A Survey on Challenges of Millimeter Wave Communications for Fifth-Generation Wireless Networks

Abstract

Abstract-Cellular networks rely heavily on downlink beamforming; however, calculating beamformers that maximize the weighted sum rate (WSR) under power constraints is an NP-hard problem. A weighted minimum mean square error (WMMSE) algorithm variant is suggested for a MU-MISO downlink channel in order to address this trade-off between complexity and performance.

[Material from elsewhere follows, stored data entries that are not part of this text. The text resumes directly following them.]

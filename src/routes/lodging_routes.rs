use axum::{
    extract::{Path, State},
    routing::{get, post, put},
    Json, Router,
};

use crate::controllers::lodging_controller::LodgingController;
use crate::dto::lodging_dto::{CreateLodgingRequest, LodgingListResponse};
use crate::dto::ApiResponse;
use crate::models::lodging::Lodging;
use crate::services::lodging_service::{LodgingCheck, LodgingCoverage};
use crate::state::AppState;
use crate::utils::errors::AppError;

pub fn create_lodging_router() -> Router<AppState> {
    Router::new()
        .route("/trips/:id/lodgings", post(create_lodging).get(list_lodgings))
        .route("/trips/:id/lodgings/coverage", get(lodging_coverage))
        .route("/trips/:id/lodgings/check", get(check_lodgings))
        .route("/lodgings/:id", put(update_lodging).delete(delete_lodging))
}

async fn create_lodging(
    State(state): State<AppState>,
    Path(trip_id): Path<i64>,
    Json(request): Json<CreateLodgingRequest>,
) -> Result<Json<ApiResponse<Lodging>>, AppError> {
    let controller = LodgingController::new(&state);
    let response = controller.create(trip_id, request).await?;
    Ok(Json(response))
}

async fn list_lodgings(
    State(state): State<AppState>,
    Path(trip_id): Path<i64>,
) -> Result<Json<LodgingListResponse>, AppError> {
    let controller = LodgingController::new(&state);
    let response = controller.list(trip_id).await?;
    Ok(Json(response))
}

async fn delete_lodging(
    State(state): State<AppState>,
    Path(id): Path<i64>,
) -> Result<Json<ApiResponse<()>>, AppError> {
    let controller = LodgingController::new(&state);
    let response = controller.delete(id).await?;
    Ok(Json(response))
}

async fn update_lodging(
    State(state): State<AppState>,
    Path(id): Path<i64>,
    Json(request): Json<CreateLodgingRequest>,
) -> Result<Json<ApiResponse<Lodging>>, AppError> {
    let controller = LodgingController::new(&state);
    let response = controller.update(id, request).await?;
    Ok(Json(response))
}

async fn lodging_coverage(
    State(state): State<AppState>,
    Path(trip_id): Path<i64>,
) -> Result<Json<LodgingCoverage>, AppError> {
    let controller = LodgingController::new(&state);
    let response = controller.coverage(trip_id).await?;
    Ok(Json(response))
}

async fn check_lodgings(
    State(state): State<AppState>,
    Path(trip_id): Path<i64>,
) -> Result<Json<LodgingCheck>, AppError> {
    let controller = LodgingController::new(&state);
    let response = controller.check(trip_id).await?;
    Ok(Json(response))
}
#[cfg(test)]
mod tests {
    use super::*;
    use crate::sequencing::memory::InMemoryStopGateway;
    use chrono::NaiveDate;
    use rand::seq::SliceRandom;

    const TRIP: i64 = 1;

    fn date(y: i32, m: u32, d: u32) -> NaiveDate {
        NaiveDate::from_ymd_opt(y, m, d).unwrap()
    }

    fn stop(id: i64, destination: &str, arrival: NaiveDate, departure: NaiveDate) -> Stop {
        Stop {
            id,
            trip_id: TRIP,
            destination: destination.to_string(),
            position: id as i32,
            arrival_date: arrival,
            departure_date: departure,
            notes: None,
        }
    }

    fn ids(stops: &[Stop]) -> Vec<i64> {
        stops.iter().map(|s| s.id).collect()
    }

    fn assert_contiguous(gateway: &InMemoryStopGateway, trip_id: i64) {
        let positions: Vec<i32> = gateway.positions(trip_id).into_iter().map(|(_, p)| p).collect();
        let expected: Vec<i32> = (1..=positions.len() as i32).collect();
        assert_eq!(positions, expected);
    }

    /// Tres paradas en posiciones 1, 2, 3 con fechas crecientes
    fn three_stop_trip() -> (InMemoryStopGateway, Vec<i64>) {
        let gateway = InMemoryStopGateway::new();
        let a = gateway.seed(TRIP, "Quito", date(2024, 1, 1), date(2024, 1, 3), 1);
        let b = gateway.seed(TRIP, "Lima", date(2024, 1, 3), date(2024, 1, 6), 2);
        let c = gateway.seed(TRIP, "Cusco", date(2024, 1, 6), date(2024, 1, 9), 3);
        (gateway, vec![a, b, c])
    }

    #[test]
    fn test_chronological_order_uses_arrival_then_departure() {
        let mut stops = vec![
            stop(1, "Lima", date(2024, 1, 5), date(2024, 1, 7)),
            stop(2, "Cusco", date(2024, 1, 5), date(2024, 1, 6)),
            stop(3, "Quito", date(2024, 1, 1), date(2024, 1, 10)),
        ];
        chronological_order(&mut stops);
        assert_eq!(ids(&stops), vec![3, 2, 1]);
    }

    #[test]
    fn test_chronological_order_breaks_ties_by_destination_then_id() {
        let mut stops = vec![
            stop(1, "Zarate", date(2024, 2, 1), date(2024, 2, 2)),
            stop(2, "arequipa", date(2024, 2, 1), date(2024, 2, 2)),
            stop(3, "Arequipa", date(2024, 2, 1), date(2024, 2, 2)),
        ];
        chronological_order(&mut stops);
        assert_eq!(ids(&stops), vec![2, 3, 1]);
    }

    #[test]
    fn test_splice_at_clamps_target() {
        let base = vec![
            stop(1, "A", date(2024, 1, 1), date(2024, 1, 2)),
            stop(2, "B", date(2024, 1, 2), date(2024, 1, 3)),
            stop(3, "C", date(2024, 1, 3), date(2024, 1, 4)),
        ];
        assert_eq!(ids(&splice_at(base.clone(), 1, 99)), vec![2, 3, 1]);
        assert_eq!(ids(&splice_at(base.clone(), 3, 0)), vec![3, 1, 2]);
        assert_eq!(ids(&splice_at(base.clone(), 3, -5)), vec![3, 1, 2]);
        assert_eq!(ids(&splice_at(base.clone(), 1, 2)), vec![2, 1, 3]);
        assert_eq!(ids(&splice_at(base.clone(), 42, 1)), vec![1, 2, 3]);
        assert_eq!(ids(&splice_at(base, 2, i64::MIN)), vec![2, 1, 3]);
    }

    #[test]
    fn test_staging_positions_are_disjoint_from_final_ones() {
        let staging = staging_positions(&[10, 20, 30]);
        let finals = final_positions(&[10, 20, 30]);
        assert_eq!(staging.iter().map(|a| a.position).collect::<Vec<_>>(), vec![-1000, -1001, -1002]);
        assert_eq!(finals.iter().map(|a| a.position).collect::<Vec<_>>(), vec![1, 2, 3]);
    }

    #[tokio::test]
    async fn test_resort_by_date_orders_stops() {
        let gateway = InMemoryStopGateway::new();
        let a = gateway.seed(TRIP, "Lima", date(2024, 1, 5), date(2024, 1, 7), 1);
        let b = gateway.seed(TRIP, "Cusco", date(2024, 1, 5), date(2024, 1, 6), 2);
        let c = gateway.seed(TRIP, "Quito", date(2024, 1, 1), date(2024, 1, 10), 3);

        let sequencer = Sequencer::new(gateway.clone());
        sequencer.resort_by_date(TRIP).await.unwrap();

        assert_eq!(gateway.positions(TRIP), vec![(c, 1), (b, 2), (a, 3)]);
    }

    #[tokio::test]
    async fn test_resort_by_date_destination_tie_break() {
        let gateway = InMemoryStopGateway::new();
        let zarate = gateway.seed(TRIP, "Zarate", date(2024, 3, 1), date(2024, 3, 2), 1);
        let arequipa = gateway.seed(TRIP, "Arequipa", date(2024, 3, 1), date(2024, 3, 2), 2);

        Sequencer::new(gateway.clone()).resort_by_date(TRIP).await.unwrap();

        assert_eq!(gateway.order_of(TRIP), vec![arequipa, zarate]);
    }

    #[tokio::test]
    async fn test_resort_by_date_is_deterministic_from_any_start() {
        let mut positions: Vec<i32> = vec![5, 17, 2, 9, 300, 41];
        positions.shuffle(&mut rand::thread_rng());

        let gateway = InMemoryStopGateway::new();
        let destinations = ["Puno", "Lima", "Cusco", "Ica", "Nazca", "Arica"];
        for (i, (destination, position)) in destinations.iter().zip(positions).enumerate() {
            let day = 1 + (i as u32 % 3);
            gateway.seed(TRIP, destination, date(2024, 4, day), date(2024, 4, day + 1), position);
        }
        let other = gateway.seed(2, "Bogotá", date(2024, 4, 1), date(2024, 4, 2), 1);

        let sequencer = Sequencer::new(gateway.clone());
        sequencer.resort_by_date(TRIP).await.unwrap();
        let first = gateway.positions(TRIP);
        sequencer.resort_by_date(TRIP).await.unwrap();

        assert_eq!(gateway.positions(TRIP), first);
        assert_contiguous(&gateway, TRIP);
        assert_eq!(gateway.positions(2), vec![(other, 1)]);
    }

    #[tokio::test]
    async fn test_resort_by_date_single_or_empty_trip_writes_nothing() {
        let gateway = InMemoryStopGateway::new();
        let only = gateway.seed(TRIP, "Lima", date(2024, 1, 1), date(2024, 1, 2), 7);
        let sequencer = Sequencer::new(gateway.clone());

        sequencer.resort_by_date(TRIP).await.unwrap();
        sequencer.resort_by_date(99).await.unwrap();

        assert_eq!(gateway.position_writes(), 0);
        assert_eq!(gateway.positions(TRIP), vec![(only, 7)]);
    }

    #[tokio::test]
    async fn test_resort_by_date_survives_swapped_positions() {
        // Sin la fase temporal, escribir 1 sobre la parada que ocupa el 2
        // chocaría con la restricción única.
        let gateway = InMemoryStopGateway::new();
        let late = gateway.seed(TRIP, "Lima", date(2024, 1, 9), date(2024, 1, 10), 1);
        let early = gateway.seed(TRIP, "Quito", date(2024, 1, 1), date(2024, 1, 2), 2);

        Sequencer::new(gateway.clone()).resort_by_date(TRIP).await.unwrap();

        assert_eq!(gateway.positions(TRIP), vec![(early, 1), (late, 2)]);
    }

    #[tokio::test]
    async fn test_resort_by_date_rolls_back_on_phase_two_failure() {
        let gateway = InMemoryStopGateway::new();
        let a = gateway.seed(TRIP, "Lima", date(2024, 1, 9), date(2024, 1, 10), 1);
        let b = gateway.seed(TRIP, "Quito", date(2024, 1, 1), date(2024, 1, 2), 2);
        let before = gateway.positions(TRIP);
        gateway.fail_on_assign(2);

        let err = Sequencer::new(gateway.clone()).resort_by_date(TRIP).await.unwrap_err();

        assert!(matches!(err, SequencingError::Failure(GatewayError::Backend(_))));
        assert!(err.to_string().contains("simulated connection loss"));
        assert_eq!(gateway.positions(TRIP), before);
        assert_eq!(before, vec![(a, 1), (b, 2)]);
    }

    #[tokio::test]
    async fn test_move_stop_clamps_past_the_end() {
        let (gateway, ids) = three_stop_trip();

        Sequencer::new(gateway.clone()).move_stop(ids[0], 99).await.unwrap();

        assert_eq!(gateway.positions(TRIP), vec![(ids[1], 1), (ids[2], 2), (ids[0], 3)]);
    }

    #[tokio::test]
    async fn test_move_stop_to_front_and_middle() {
        let (gateway, ids) = three_stop_trip();
        let sequencer = Sequencer::new(gateway.clone());

        sequencer.move_stop(ids[2], 0).await.unwrap();
        assert_eq!(gateway.order_of(TRIP), vec![ids[2], ids[0], ids[1]]);

        sequencer.move_stop(ids[2], 2).await.unwrap();
        assert_eq!(gateway.order_of(TRIP), vec![ids[0], ids[2], ids[1]]);
        assert_contiguous(&gateway, TRIP);
    }

    #[tokio::test]
    async fn test_move_stop_to_current_position_is_a_no_op() {
        let (gateway, ids) = three_stop_trip();

        Sequencer::new(gateway.clone()).move_stop(ids[1], 2).await.unwrap();

        assert_eq!(gateway.position_writes(), 0);
    }

    #[tokio::test]
    async fn test_move_stop_unknown_stop_is_not_found() {
        let (gateway, _) = three_stop_trip();

        let err = Sequencer::new(gateway.clone()).move_stop(404, 1).await.unwrap_err();

        assert!(matches!(err, SequencingError::StopNotFound(404)));
        assert_eq!(gateway.position_writes(), 0);
    }

    #[tokio::test]
    async fn test_move_stop_rolls_back_on_phase_two_failure() {
        let (gateway, ids) = three_stop_trip();
        let before = gateway.positions(TRIP);
        gateway.fail_on_assign(2);

        let result = Sequencer::new(gateway.clone()).move_stop(ids[0], 3).await;

        assert!(result.is_err());
        assert_eq!(gateway.positions(TRIP), before);
    }

    #[tokio::test]
    async fn test_move_then_resort_restores_date_order() {
        let (gateway, ids) = three_stop_trip();
        let sequencer = Sequencer::new(gateway.clone());

        sequencer.move_stop(ids[0], 3).await.unwrap();
        assert_eq!(gateway.order_of(TRIP), vec![ids[1], ids[2], ids[0]]);

        sequencer.resort_by_date(TRIP).await.unwrap();
        assert_eq!(gateway.order_of(TRIP), ids);
    }

    #[tokio::test]
    async fn test_remove_stop_closes_gap() {
        let (gateway, ids) = four_stop_trip();

        let removed = Sequencer::new(gateway.clone()).remove_stop(ids[1]).await.unwrap();

        assert_eq!(removed.position, 2);
        assert_eq!(gateway.positions(TRIP), vec![(ids[0], 1), (ids[2], 2), (ids[3], 3)]);
    }

    #[tokio::test]
    async fn test_remove_stop_unknown_stop_is_not_found() {
        let (gateway, _) = three_stop_trip();

        let err = Sequencer::new(gateway).remove_stop(12345).await.unwrap_err();

        assert!(matches!(err, SequencingError::StopNotFound(12345)));
    }

    /// Cuatro paradas en posiciones 1..4
    fn four_stop_trip() -> (InMemoryStopGateway, Vec<i64>) {
        let gateway = InMemoryStopGateway::new();
        let ids = (1..=4)
            .map(|p| gateway.seed(TRIP, &format!("Stop {p}"), date(2024, 1, p), date(2024, 1, p + 1), p as i32))
            .collect();
        (gateway, ids)
    }

    #[tokio::test]
    async fn test_remove_stop_uses_position_committed_while_waiting_for_lock() {
        let (gateway, ids) = four_stop_trip();
        let (a, b, c, d) = (ids[0], ids[1], ids[2], ids[3]);
        // Otra transacción mueve `a` al final antes de que se conceda el lock
        gateway.commit_before_next_lock(move |stops| {
            for (id, position) in [(b, 1), (c, 2), (d, 3), (a, 4)] {
                if let Some(stop) = stops.get_mut(&id) {
                    stop.position = position;
                }
            }
        });

        let removed = Sequencer::new(gateway.clone()).remove_stop(a).await.unwrap();

        assert_eq!(removed.position, 4);
        assert_eq!(gateway.positions(TRIP), vec![(b, 1), (c, 2), (d, 3)]);
    }

    #[tokio::test]
    async fn test_remove_stop_deleted_while_waiting_for_lock_is_not_found() {
        let (gateway, ids) = four_stop_trip();
        let (a, b, c, d) = (ids[0], ids[1], ids[2], ids[3]);
        gateway.commit_before_next_lock(move |stops| {
            stops.remove(&a);
            for (id, position) in [(b, 1), (c, 2), (d, 3)] {
                if let Some(stop) = stops.get_mut(&id) {
                    stop.position = position;
                }
            }
        });

        let err = Sequencer::new(gateway.clone()).remove_stop(a).await.unwrap_err();

        assert!(matches!(err, SequencingError::StopNotFound(id) if id == a));
        assert_eq!(gateway.positions(TRIP), vec![(b, 1), (c, 2), (d, 3)]);
    }

    #[tokio::test]
    async fn test_move_stop_rechecks_position_after_lock() {
        let (gateway, ids) = three_stop_trip();
        let (a, b, c) = (ids[0], ids[1], ids[2]);
        // `b` estaba en 2 al leerla, pero otra transacción la lleva al frente
        gateway.commit_before_next_lock(move |stops| {
            for (id, position) in [(b, 1), (a, 2), (c, 3)] {
                if let Some(stop) = stops.get_mut(&id) {
                    stop.position = position;
                }
            }
        });

        Sequencer::new(gateway.clone()).move_stop(b, 2).await.unwrap();

        assert_eq!(gateway.positions(TRIP), vec![(a, 1), (b, 2), (c, 3)]);
    }

    #[tokio::test]
    async fn test_resort_all_counts_trips_with_several_stops() {
        let gateway = InMemoryStopGateway::new();
        gateway.seed(1, "Lima", date(2024, 1, 9), date(2024, 1, 10), 1);
        gateway.seed(1, "Quito", date(2024, 1, 1), date(2024, 1, 2), 2);
        gateway.seed(2, "Cusco", date(2024, 1, 1), date(2024, 1, 2), 1);
        gateway.seed(3, "Puno", date(2024, 2, 1), date(2024, 2, 2), 5);
        gateway.seed(3, "Arica", date(2024, 2, 3), date(2024, 2, 4), 9);

        let resorted = Sequencer::new(gateway.clone()).resort_all().await.unwrap();

        assert_eq!(resorted, 2);
        assert_contiguous(&gateway, 1);
        assert_contiguous(&gateway, 3);
    }
}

This variation avoids bisection searches, eigendata compositions, and matrix inversions—all of which are challenging to implement as conventional network layers. With a reduced complexity, the suggested network architecture outperforms the WMMSE algorithm truncated to the same number of iterations and adapts well to variations in the channel distribution. Many use cases for vehicles that demand high capacity, extremely low latency, and high reliability can be made possible by 5G. To facilitate this, 5G For a MU-MISO downlink channel, a variation of the weighted minimum mean square error (WMMSE) algorithm is proposed to address this trade-off between complexity and performance. This variation avoids complex network layer implementations such as matrix inversions, eigendata compositions, and bisection searches. The suggested network architecture generalizes well to changes in the channel distribution and performs comparably to the WMMSE algorithm truncated to the same number of iterations, but at a lower complexity. Numerous automotive use cases requiring high capacity, extremely low latency, and high reliability can be made possible by 5G. 5G suggests using highly directed mm Wave system deployment and dense small cell technology to support this. To reduce the cost of signaling, however, enabling vehicular communication necessitates strong mobility management strategies. KEYWORD: Millimetre wave communications, propagation, channel measurements, channel models, MIMO, hybrid precoding, non-orthogonal multiple access (NOMA), multiple access techniques, simultaneous wireless information and power transfer (SWIPT), RF energy harvesting.